** EXERCISE **
If a line in the data below contains the word "Daily", copy it out.

___ PROVIDED RECORDS ___

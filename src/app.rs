//! Top-level application orchestration.
//!
//! `src/main.rs` is intentionally tiny; this module is the "real main" that:
//! - initializes logging
//! - parses CLI arguments
//! - loads config, secrets, and the field-mapping table
//! - builds the `RunContext` and dispatches to the pipeline
//! - prints the end-of-run summary

use std::sync::atomic::{AtomicBool, Ordering};
use std::sync::Arc;

use chrono::{Duration, NaiveDate, Utc};
use clap::Parser;
use tracing_subscriber::EnvFilter;

use crate::cli::{Cli, Command, CommonArgs, HistoricArgs, LiveArgs};
use crate::config::{self, AppConfig};
use crate::data::{ApiClient, StoreClient, StoreParams};
use crate::domain::{Mode, RunContext};
use crate::error::AppError;
use crate::mapping::FieldMapping;
use crate::report;

pub mod pipeline;

use pipeline::{date_range, Pipeline};

/// Entry point for the `bfi` binary.
pub fn run() -> Result<(), AppError> {
    init_tracing();
    let cli = Cli::parse();

    match cli.command {
        Command::Daily(args) => {
            // Scheduled mode: always the previous day.
            let yesterday = Utc::now().date_naive() - Duration::days(1);
            run_batch(Mode::Daily, vec![yesterday], args.range, args.delay, &args.common)
        }
        Command::Historic(args) => {
            let dates = historic_dates(&args)?;
            run_batch(Mode::Historic, dates, args.range, args.delay, &args.common)
        }
        Command::Live(args) => run_live(args),
    }
}

fn init_tracing() {
    let filter = EnvFilter::try_from_default_env().unwrap_or_else(|_| EnvFilter::new("info"));
    tracing_subscriber::fmt()
        .with_env_filter(filter)
        .with_target(false)
        .init();
}

/// Resolve the inclusive date list for a historic invocation.
fn historic_dates(args: &HistoricArgs) -> Result<Vec<NaiveDate>, AppError> {
    if let Some(date) = args.date {
        return Ok(vec![date]);
    }
    match (args.start_date, args.end_date) {
        (Some(start), Some(end)) => {
            if start > end {
                return Err(AppError::usage(format!(
                    "--start-date {start} is after --end-date {end}."
                )));
            }
            Ok(date_range(start, end))
        }
        _ => Err(AppError::usage(
            "Historic mode needs --date or --start-date/--end-date.",
        )),
    }
}

fn run_batch(
    mode: Mode,
    dates: Vec<NaiveDate>,
    range: u8,
    delay: u64,
    common: &CommonArgs,
) -> Result<(), AppError> {
    let (ctx, mapping, store) = prepare(mode, dates, range, delay, 10, common)?;
    let source = ApiClient::from_env()?;
    let pipeline = Pipeline::new(&source, store.as_ref(), &mapping, &ctx)?;
    let summary = pipeline.run_dates()?;
    println!("{}", report::format_run_summary(&summary, &ctx));
    Ok(())
}

fn run_live(args: LiveArgs) -> Result<(), AppError> {
    let (ctx, mapping, store) = prepare(Mode::Live, Vec::new(), 1, 0, args.cadence, &args.common)?;
    let source = ApiClient::from_env()?;
    let pipeline = Pipeline::new(&source, store.as_ref(), &mapping, &ctx)?;

    let cancel = Arc::new(AtomicBool::new(false));
    let handler_flag = Arc::clone(&cancel);
    ctrlc::set_handler(move || handler_flag.store(true, Ordering::Relaxed))
        .map_err(|e| AppError::usage(format!("Failed to install signal handler: {e}")))?;

    let summary = pipeline.run_live(&cancel)?;
    println!("{}", report::format_live_summary(&summary));
    Ok(())
}

/// Load config artifacts and fold CLI overrides into an immutable context.
fn prepare(
    mode: Mode,
    dates: Vec<NaiveDate>,
    range: u8,
    delay: u64,
    cadence: u64,
    common: &CommonArgs,
) -> Result<(RunContext, FieldMapping, Option<StoreClient>), AppError> {
    let app_config = AppConfig::from_yaml_file(&common.config)?;
    let mapping = FieldMapping::from_yaml_file(&common.mappings)?;

    let variables = common
        .variables
        .as_deref()
        .map(config::load_variables)
        .transpose()?;

    let store = if common.write {
        let token = config::store_token_from_env()?;
        let params = StoreParams {
            host: common
                .db_host
                .clone()
                .unwrap_or_else(|| app_config.store.host.clone()),
            org: common
                .db_org
                .clone()
                .unwrap_or_else(|| app_config.store.org.clone()),
            bucket: common
                .db_bucket
                .clone()
                .unwrap_or_else(|| app_config.store.bucket.clone()),
            token,
        };
        Some(StoreClient::new(params))
    } else {
        None
    };

    let ctx = RunContext {
        mode,
        dates,
        range,
        write: common.write,
        override_existing: common.override_existing,
        retain_file: common.retain_file,
        delay_secs: delay,
        cadence_secs: cadence,
        variables,
        source_utc_offset_minutes: app_config.source_utc_offset_minutes,
        tags: app_config.tags.clone(),
        output_dir: common
            .out_dir
            .clone()
            .unwrap_or_else(|| app_config.output_dir.clone()),
        runs_file: app_config.runs_file.clone(),
    };

    Ok((ctx, mapping, store))
}
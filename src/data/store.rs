//! Time-series store writer.
//!
//! Writes serialized points to the store's line-protocol HTTP endpoint in
//! batches, with a short pause between batches. Store-unavailable failures
//! are surfaced to the orchestrator as per-date/per-tick errors; a batch the
//! store rejects as malformed is logged and skipped rather than failing the
//! whole write.

use std::thread::sleep;
use std::time::Duration;

use reqwest::blocking::Client;
use tracing::{info, warn};

use crate::domain::Point;
use crate::error::AppError;
use crate::stage::serialize_points;

const DEFAULT_BATCH_SIZE: usize = 1000;
const DEFAULT_BATCH_DELAY_MILLIS: u64 = 500;

/// Connection parameters for the store, resolved from config + CLI + env.
#[derive(Debug, Clone)]
pub struct StoreParams {
    pub host: String,
    pub org: String,
    pub bucket: String,
    pub token: String,
}

/// Blocking store client.
pub struct StoreClient {
    client: Client,
    params: StoreParams,
    batch_size: usize,
    batch_delay: Duration,
}

/// Result of one store write pass.
#[derive(Debug, Clone, Copy, Default, PartialEq, Eq)]
pub struct WriteStats {
    pub written: usize,
    /// Lines the store rejected as malformed (skipped, not retried).
    pub rejected: usize,
}

impl StoreClient {
    pub fn new(params: StoreParams) -> Self {
        Self {
            client: Client::new(),
            params,
            batch_size: DEFAULT_BATCH_SIZE,
            batch_delay: Duration::from_millis(DEFAULT_BATCH_DELAY_MILLIS),
        }
    }

    /// Write points to the store in line-protocol batches.
    pub fn write_points(&self, points: &[Point]) -> Result<WriteStats, AppError> {
        let lines = serialize_points(points)?;
        self.write_lines(&lines)
    }

    /// Write pre-serialized line-protocol lines (e.g., from a replayed
    /// staging file).
    pub fn write_lines(&self, lines: &[String]) -> Result<WriteStats, AppError> {
        let mut stats = WriteStats::default();
        let url = format!("{}/api/v2/write", self.params.host.trim_end_matches('/'));

        for (i, batch) in lines.chunks(self.batch_size).enumerate() {
            if i > 0 {
                sleep(self.batch_delay);
            }
            let body = batch.join("\n");
            let resp = self
                .client
                .post(&url)
                .query(&[
                    ("org", self.params.org.as_str()),
                    ("bucket", self.params.bucket.as_str()),
                    ("precision", "ns"),
                ])
                .header("Authorization", format!("Token {}", self.params.token))
                .header("Content-Type", "text/plain; charset=utf-8")
                .body(body)
                .send()
                .map_err(|e| AppError::data(format!("Store write request failed: {e}")))?;

            let status = resp.status();
            if status == reqwest::StatusCode::BAD_REQUEST {
                let detail = resp.text().unwrap_or_default();
                warn!(batch = i, lines = batch.len(), detail = %detail, "store rejected batch as malformed; skipping");
                stats.rejected += batch.len();
                continue;
            }
            if !status.is_success() {
                return Err(AppError::data(format!(
                    "Store write failed with status {status} on batch {i}."
                )));
            }
            stats.written += batch.len();
        }

        info!(written = stats.written, rejected = stats.rejected, "store write finished");
        Ok(stats)
    }
}
//! Application error type with a process exit code.
//!
//! Exit code conventions used across the pipeline:
//!
//! - `2` — usage, configuration, or local I/O problems (bad CLI input,
//!   unreadable config/mapping files, staging failures)
//! - `3` — fatal/authentication-class API failures that abort a run
//! - `4` — data-level fetch/store failures (bad payloads, store rejects)

#[derive(Clone)]
pub struct AppError {
    exit_code: u8,
    message: String,
}

impl AppError {
    pub fn new(exit_code: u8, message: impl Into<String>) -> Self {
        Self {
            exit_code,
            message: message.into(),
        }
    }

    /// Usage/config/local-I/O error (exit code 2).
    pub fn usage(message: impl Into<String>) -> Self {
        Self::new(2, message)
    }

    /// Fatal/authentication-class error (exit code 3).
    pub fn fatal(message: impl Into<String>) -> Self {
        Self::new(3, message)
    }

    /// Data-level fetch/store error (exit code 4).
    pub fn data(message: impl Into<String>) -> Self {
        Self::new(4, message)
    }

    pub fn exit_code(&self) -> u8 {
        self.exit_code
    }
}

impl std::fmt::Display for AppError {
    fn fmt(&self, f: &mut std::fmt::Formatter<'_>) -> std::fmt::Result {
        write!(f, "{}", self.message)
    }
}

impl std::fmt::Debug for AppError {
    fn fmt(&self, f: &mut std::fmt::Formatter<'_>) -> std::fmt::Result {
        f.debug_struct("AppError")
            .field("exit_code", &self.exit_code)
            .field("message", &self.message)
            .finish()
    }
}

impl std::error::Error for AppError {}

___

** EXERCISE SOLUTION **
        Command::Daily(args) => {
            run_batch(Mode::Daily, vec![yesterday], args.range, args.delay, &args.common)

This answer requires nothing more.